** TASK PROMPT **
The full set of entries below must be returned exactly as shown.

** Records from a data collection **
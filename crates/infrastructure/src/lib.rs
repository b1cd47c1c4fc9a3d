//! Infrastructure layer - Adapters, configuration, and persistence
//!
//! Wires the application ports to the outside world: the OpenWeatherMap
//! client behind `WeatherPort` and a JSON state file behind
//! `PreferenceStorePort`.

pub mod adapters;
pub mod config;
pub mod persistence;

pub use adapters::OpenWeatherAdapter;
pub use config::{AppConfig, PreferencesSettings, WeatherSettings};
pub use persistence::JsonPreferenceStore;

** FINISHED EXERCISE **
filename crates/infrastructure/src/lib.rs
repository b1cd47c1c4fc9a3d
//! Infrastructure layer - Adapters, configuration, and persistence
//!
//! Wires the application ports to the outside world: the OpenWeatherMap
//! client behind `WeatherPort` and a JSON state file behind
//! `PreferenceStorePort`.

pub mod adapters;
pub mod config;
pub mod persistence;

pub use adapters::OpenWeatherAdapter;
pub use config::{AppConfig, PreferencesSettings, WeatherSettings};
pub use persistence::JsonPreferenceStore;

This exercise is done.